The dissenting opinion, written by Chief Justice Lehman, states as follows (p. 343) :
“Though the statute in express terms sanctions contracts with a closed shop provision if made with authorized representatives of the employees, it does not, at least in express terms, prohibit the employees from choosing new representatives during the term of the contract. In the absence of such a prohibition, employees have a right to change their choice and, when that fact has been brought to the attention of the Board in manner provided in subdivision 3 of section 705, it is the duty of the Board to investigate the claim.”
The United States Court of Appeals for the District of Columbia also considered the right to determine who should represent employes when an existing contract was in force: National Federation of Railway Workers v. National Mediation Board, 110 F. (2d) 529. The *52board made an investigation of a labor dispute and conducted an election, resulting in a change of representation during the pendency of a contract. Upon appeal, the court said (p. 532) :
“In endeavoring to disprove the existence of a dispute, the Federation pointed out that the coach cleaners had negotiated a contract with the carrier respecting their employment through the Federation, and were satisfied with the same at the time the Board determined that a dispute existed. The fact that employees have amicable relations with their employers does not, however, preclude the existence of a dispute inter se as to the representative for collective bargaining purposes. Indeed, a representation dispute within the meaning of Section 2 of the Railway Labor Act, 45 U. S. C. A. §152, is a ‘dispute . . . among a carrier’s employees as to who are the representatives of such employees . .
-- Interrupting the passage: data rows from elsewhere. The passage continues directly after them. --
//! Decoded, normalized multi-channel sample storage.
//!
//! A `SampleBuffer` is built once per load and never mutated afterwards. New
//! audio replaces the whole buffer; the view holds it behind an `Arc`.

use serde::{Deserialize, Serialize};
use std::sync::atomic::{AtomicU64, Ordering};
use std::time::Duration;

use super::error::{WaveformError, WaveformResult};

/// Source of process-unique buffer ids for envelope cache keys.
static NEXT_BUFFER_ID: AtomicU64 = AtomicU64::new(1);

/// How fixed-point samples are scaled into [-1.0, 1.0].
#[derive(Debug, Clone, Copy, Serialize, Deserialize, PartialEq, Eq, Default)]
#[serde(rename_all = "snake_case")]
pub enum Normalization {
    /// Divide by the largest magnitude present in the buffer.
    ///
    /// Quiet recordings are shown full-scale.
    #[default]
    Peak,
    /// Divide by the format's theoretical maximum, `2^(bits - 1)`.
    FullScale,
}

impl std::fmt::Display for Normalization {
    fn fmt(&self, f: &mut std::fmt::Formatter<'_>) -> std::fmt::Result {
        match self {
            Self::Peak => write!(f, "peak"),
            Self::FullScale => write!(f, "full_scale"),
        }
    }
}

/// Interleaved samples with their format metadata.
#[derive(Debug, Clone)]
pub struct SampleBuffer {
    id: u64,
    samples: Vec<f32>,
    channel_count: usize,
    sample_rate: u32,
    normalization: Normalization,
}

impl SampleBuffer {
    /// Builds a buffer from interleaved float samples.
    ///
    /// Values outside [-1.0, 1.0] are clamped and NaN becomes silence.
    ///
    /// # Errors
    /// - `InvalidFormat` if `channel_count` or `sample_rate` is zero
    /// - `InvalidFormat` if the sample count is not a multiple of `channel_count`
    pub fn new(samples: Vec<f32>, channel_count: usize, sample_rate: u32) -> WaveformResult<Self> {
        let mut samples = samples;
        for s in samples.iter_mut() {
            *s = if s.is_nan() { 0.0 } else { s.clamp(-1.0, 1.0) };
        }
        Self::assemble(samples, channel_count, sample_rate, Normalization::FullScale)
    }

    /// Builds a buffer from interleaved fixed-point samples.
    ///
    /// `bits_per_sample` is the width of the source format (8, 16, 24, 32).
    /// See [`Normalization`] for how the divisor is picked. A buffer of
    /// all-zero samples stays silent under either convention.
    ///
    /// # Errors
    /// - `InvalidFormat` if `bits_per_sample` is outside 1..=32
    /// - the same layout errors as [`SampleBuffer::new`]
    pub fn from_int_samples(
        raw: &[i32],
        bits_per_sample: u16,
        channel_count: usize,
        sample_rate: u32,
        normalization: Normalization,
    ) -> WaveformResult<Self> {
        if bits_per_sample == 0 || bits_per_sample > 32 {
            return Err(WaveformError::InvalidFormat(format!(
                "unsupported bit depth {bits_per_sample}"
            )));
        }

        let divisor = match normalization {
            Normalization::Peak => raw
                .iter()
                .map(|&s| (s as i64).unsigned_abs())
                .max()
                .unwrap_or(0) as f64,
            Normalization::FullScale => (1u64 << (bits_per_sample - 1)) as f64,
        };

        let samples = if divisor == 0.0 {
            vec![0.0; raw.len()]
        } else {
            raw.iter()
                .map(|&s| ((s as f64) / divisor).clamp(-1.0, 1.0) as f32)
                .collect()
        };

        Self::assemble(samples, channel_count, sample_rate, normalization)
    }

    fn assemble(
        samples: Vec<f32>,
        channel_count: usize,
        sample_rate: u32,
        normalization: Normalization,
    ) -> WaveformResult<Self> {
        if channel_count == 0 {
            return Err(WaveformError::InvalidFormat(
                "channel count must be positive".to_string(),
            ));
        }
        if sample_rate == 0 {
            return Err(WaveformError::InvalidFormat(
                "sample rate must be positive".to_string(),
            ));
        }
        if samples.len() % channel_count != 0 {
            return Err(WaveformError::InvalidFormat(format!(
                "{} samples do not divide into {} channels",
                samples.len(),
                channel_count
            )));
        }

        Ok(Self {
            id: NEXT_BUFFER_ID.fetch_add(1, Ordering::Relaxed),
            samples,
            channel_count,
            sample_rate,
            normalization,
        })
    }

    /// Process-unique identity of this buffer.
    pub fn id(&self) -> u64 {
        self.id
    }

    pub fn channel_count(&self) -> usize {
        self.channel_count
    }

    pub fn sample_rate(&self) -> u32 {
        self.sample_rate
    }

    pub fn normalization(&self) -> Normalization {
        self.normalization
    }

    /// Number of frames (one sample per channel each).
    pub fn frame_count(&self) -> usize {
        self.samples.len() / self.channel_count
    }

    pub fn is_empty(&self) -> bool {
        self.samples.is_empty()
    }

    /// Interleaved sample data.
    pub fn samples(&self) -> &[f32] {
        &self.samples
    }

    /// Playback length at the buffer's sample rate.
    pub fn duration(&self) -> Duration {
        Duration::from_secs_f64(self.frame_count() as f64 / self.sample_rate as f64)
    }

    /// Largest absolute sample value across all channels.
    pub fn peak_magnitude(&self) -> f32 {
        self.samples.iter().fold(0.0f32, |peak, s| peak.max(s.abs()))
    }
}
It seems to be clear, therefore, that an existing contract between an employer and representatives of the employes does not preclude the board from conducting an investigation to determine who shall represent the employes in the future, nor from certifying those found to be entitled to represent the employes. Plaintiffs have not referred us to any authority to the contrary. This being so, the board is doing precisely what the act directs it to do and is not exceeding its authority. Under these circumstances there is no unlawful or unwarranted act by the board which this court may restrain. This conclusion renders it unnecessary to discuss the -question of an adequate legal remedy. There is a fight to an appeal, but that question is not now before us.
Order
And now, to wit, November 12, 1943, the bill is dismissed at the costs of plaintiffs.